[Records to use]

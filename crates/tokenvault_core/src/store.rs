//! Durable storage for the auth configuration
//!
//! The discipline here is whole-file read, whole-file overwrite: the config
//! is loaded wholesale at the start of a command and written back wholesale
//! on save. Saves go through a temp file in the target directory followed by
//! an atomic rename, so a crash mid-write never leaves a corrupt config.

use std::io::Write;
use std::path::{Path, PathBuf};

use tempfile::NamedTempFile;

use crate::config::AuthConfig;
use crate::error::{AuthError, Result, StoreError};

/// Default location of the auth config file, under the user's config
/// directory (e.g. `~/.config/tokenvault/auth.toml`).
pub fn default_store_path() -> PathBuf {
    dirs::config_dir()
        .unwrap_or_else(|| PathBuf::from("."))
        .join("tokenvault")
        .join("auth.toml")
}

/// Loads and persists [`AuthConfig`] at a fixed path.
#[derive(Debug, Clone)]
pub struct ConfigStore {
    path: PathBuf,
}

impl ConfigStore {
    /// Store backed by an explicit path. Used by tests and the `--config`
    /// flag; most callers want [`ConfigStore::from_standard_location`].
    pub fn new(path: impl Into<PathBuf>) -> Self {
        Self { path: path.into() }
    }

    /// Store backed by the standard per-user config location.
    pub fn from_standard_location() -> Self {
        Self::new(default_store_path())
    }

    pub fn path(&self) -> &Path {
        &self.path
    }

    /// Read the config from disk.
    ///
    /// A missing file is the empty-store bootstrap case and yields a valid,
    /// zero-server config rather than an error.
    pub fn load(&self) -> Result<AuthConfig> {
        if !self.path.exists() {
            tracing::debug!(path = %self.path.display(), "no auth config on disk, starting empty");
            return Ok(AuthConfig::default());
        }

        let content = std::fs::read_to_string(&self.path).map_err(|e| AuthError::StoreRead {
            path: self.path.display().to_string(),
            cause: StoreError::Io(e.to_string()),
        })?;

        let config: AuthConfig = toml::from_str(&content).map_err(|e| AuthError::StoreRead {
            path: self.path.display().to_string(),
            cause: StoreError::TomlParse(e.to_string()),
        })?;

        tracing::debug!(
            path = %self.path.display(),
            servers = config.servers.len(),
            "loaded auth config"
        );
        Ok(config)
    }

    /// Serialize the full config and replace the file on disk.
    ///
    /// Writes to a temp file in the same directory and renames it over the
    /// target, so readers only ever observe the old or the new content.
    pub fn save(&self, config: &AuthConfig) -> Result<()> {
        let write_err = |cause: StoreError| AuthError::StoreWrite {
            path: self.path.display().to_string(),
            cause,
        };

        let content = toml::to_string_pretty(config)
            .map_err(|e| write_err(StoreError::TomlSerialize(e.to_string())))?;

        let parent = self.path.parent().unwrap_or_else(|| Path::new("."));
        std::fs::create_dir_all(parent).map_err(|e| write_err(StoreError::Io(e.to_string())))?;

        let mut tmp =
            NamedTempFile::new_in(parent).map_err(|e| write_err(StoreError::Io(e.to_string())))?;
        tmp.write_all(content.as_bytes())
            .map_err(|e| write_err(StoreError::Io(e.to_string())))?;
        tmp.persist(&self.path)
            .map_err(|e| write_err(StoreError::Io(e.error.to_string())))?;

        tracing::debug!(
            path = %self.path.display(),
            servers = config.servers.len(),
            "saved auth config"
        );
        Ok(())
    }
}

[/Records to use]

## [Problem details]
Once you find the line with "it over the" in the entries above, output it and each line after it up to and including the line with "let write_err = |cause: StoreError|", and nothing else.

## [Result for this exercise]
    /// Writes to a temp file in the same directory and renames it over the
    /// target, so readers only ever observe the old or the new content.
    pub fn save(&self, config: &AuthConfig) -> Result<()> {
        let write_err = |cause: StoreError| AuthError::StoreWrite {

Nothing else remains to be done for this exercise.